Não existe nada que seja capitalismo e moderado ao mesmo tempo, é uma contradição em termos, mas seria muito longo explicar isso aqui agora. O caso é que não existe um “capitalismo verde” que seja viável. 

Quanto à alternativa, ainda está por ser construída, mas o que está claro é que o capitalismo se enfrenta a uma crise secular, a uma queda tremenda da qual não poderá se restabelecer. O que surgir depois, vai depender de nós, e eu não sei o que será, mas sei o que não será.

Nos meios ecologistas se costuma falar do “esgotamento do petróleo” mas, em troca, algumas ou quase todas as multinacionais do setor costumam afirmar que inclusive atualmente, e mais além ou mais aquém do peak oil, as reservas mundiais de petróleo são enormes. Por exemplo, as da Venezuela. Os executivos transnacionais estão mentindo para nós? O que se quer dizer exatamente quando se fala do esgotamento do petróleo? 

As reservas são enormes, certamente; contando com todos os hidrocarbonetos líquidos ou similares identificados, dariam para um par de séculos no ritmo do consumo atual. O problema não é quanto há lá embaixo, mas sim a que ritmo se pode extrair. De que serve que lá embaixo haja trilhões de barris, se custa tanto esforço extraí-los e processá-los que só vamos poder pôr à disposição da sociedade uns poucos milhões por dia, e a cada ano vamos poder extrair menos. Esse é o verdadeiro problema do peak oil: uma vez que se passa o ponto de máxima extração (peak oil), a cada ano se vai extraindo menos, inexoravelmente. Por isso, esses executivos dizem a verdade e mentem ao mesmo tempo; sim, é certo que há muitas reservas, mas esse não é, nem nunca foi, o problema, e eles sabem disso.
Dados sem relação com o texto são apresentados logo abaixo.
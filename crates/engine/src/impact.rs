//! Business-impact accumulator and alert derivation.
//!
//! Session-lifetime state, distinct from the window-scoped anomaly counts:
//! revenue at risk keeps growing for the whole session while the window
//! counts decay as entries age out.

use qoe_core::{Alert, DerivedFlags, HealthState, SessionConfig, TelemetryEvent};
use rand::rngs::StdRng;
use rand::Rng;
use tracing::warn;

/// What one tick did to the accumulator.
#[derive(Debug, Clone)]
pub struct TickImpact {
    /// Viewers lost to churn this tick, when the event buffered.
    pub churned_viewers: Option<u32>,
    pub live_viewers: i64,
    pub revenue_at_risk: f64,
    pub alert: Alert,
}

/// Viewer and revenue state for one session. Created once at session start,
/// updated once per ingested event, never reset.
pub struct BusinessImpactAccumulator {
    live_viewers: i64,
    revenue_at_risk: f64,
    baseline_viewers: i64,
    low_water_viewers: i64,
    churn_viewers: (u32, u32),
    recovery_viewers: (u32, u32),
    revenue_per_lost_viewer: f64,
}

impl BusinessImpactAccumulator {
    pub fn new(config: &SessionConfig) -> Self {
        Self {
            live_viewers: config.baseline_viewers,
            revenue_at_risk: 0.0,
            baseline_viewers: config.baseline_viewers,
            low_water_viewers: config.low_water_viewers,
            churn_viewers: (
                config.churn_viewers_min,
                config.churn_viewers_max.max(config.churn_viewers_min),
            ),
            recovery_viewers: (
                config.recovery_viewers_min,
                config.recovery_viewers_max.max(config.recovery_viewers_min),
            ),
            revenue_per_lost_viewer: config.revenue_per_lost_viewer,
        }
    }

    /// Apply one ingested event. Total over valid events: every branch
    /// returns an outcome, and `revenue_at_risk` never decreases.
    ///
    /// A buffering tick churns viewers and books the matching revenue risk.
    /// A clean tick below baseline regains a small increment; there is no
    /// floor under `live_viewers` and no ceiling on the recovery target
    /// beyond the baseline check itself.
    pub fn apply(
        &mut self,
        event: &TelemetryEvent,
        flags: DerivedFlags,
        rng: &mut StdRng,
    ) -> TickImpact {
        let churned_viewers = if flags.buffering {
            let (lo, hi) = self.churn_viewers;
            let churn = rng.gen_range(lo..=hi);
            self.live_viewers -= i64::from(churn);
            self.revenue_at_risk += f64::from(churn) * self.revenue_per_lost_viewer;
            warn!(
                stream = %event.stream_id,
                seq = event.sequence_id,
                churn,
                viewers = self.live_viewers,
                "ad buffering churn"
            );
            Some(churn)
        } else {
            if self.live_viewers < self.baseline_viewers {
                let (lo, hi) = self.recovery_viewers;
                self.live_viewers += i64::from(rng.gen_range(lo..=hi));
            }
            None
        };

        TickImpact {
            churned_viewers,
            live_viewers: self.live_viewers,
            revenue_at_risk: self.revenue_at_risk,
            alert: self.derive_alert(churned_viewers),
        }
    }

    /// First match wins: churn on the current event, then the low-water
    /// viewer mark, then healthy.
    fn derive_alert(&self, churned_viewers: Option<u32>) -> Alert {
        if let Some(churn) = churned_viewers {
            Alert {
                state: HealthState::Critical,
                message: format!("Churn risk: ad buffering, {churn} viewers exited"),
            }
        } else if self.live_viewers < self.low_water_viewers {
            Alert {
                state: HealthState::Degraded,
                message: "Viewer count dropped after poor ad experience".to_string(),
            }
        } else {
            Alert {
                state: HealthState::Healthy,
                message: "Ad experience optimal".to_string(),
            }
        }
    }

    /// Standing alert between ticks, with no churn in flight.
    pub fn current_alert(&self) -> Alert {
        self.derive_alert(None)
    }

    pub fn live_viewers(&self) -> i64 {
        self.live_viewers
    }

    pub fn revenue_at_risk(&self) -> f64 {
        self.revenue_at_risk
    }
}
Desviam a atenção do problema principal para que não se fale dele. Até agora. 

O problema principal seria então o ritmo de extração possível e o ritmo de consumo atual. É isso? Para termos uma ideia, qual é o ritmo de consumo atual de hidrocarbonetos líquidos ou similares em todo o mundo? 

Neste momento se consome uma média de 96 milhões de barris diários (Mb/d) de “petróleo”, entendendo como tal todos os hidrocarbonetos líquidos que são mais ou menos similares a petróleo. Cada barril contém 159 litros, assim são 5,6 trilhões de litros de petróleo ao ano, ou o que é o mesmo 5,6 quilômetros cúbicos anuais, ou seja, o que cabe em um cubo com aproximadamente uma milha de largura (1,77 quilômetros para ser exatos).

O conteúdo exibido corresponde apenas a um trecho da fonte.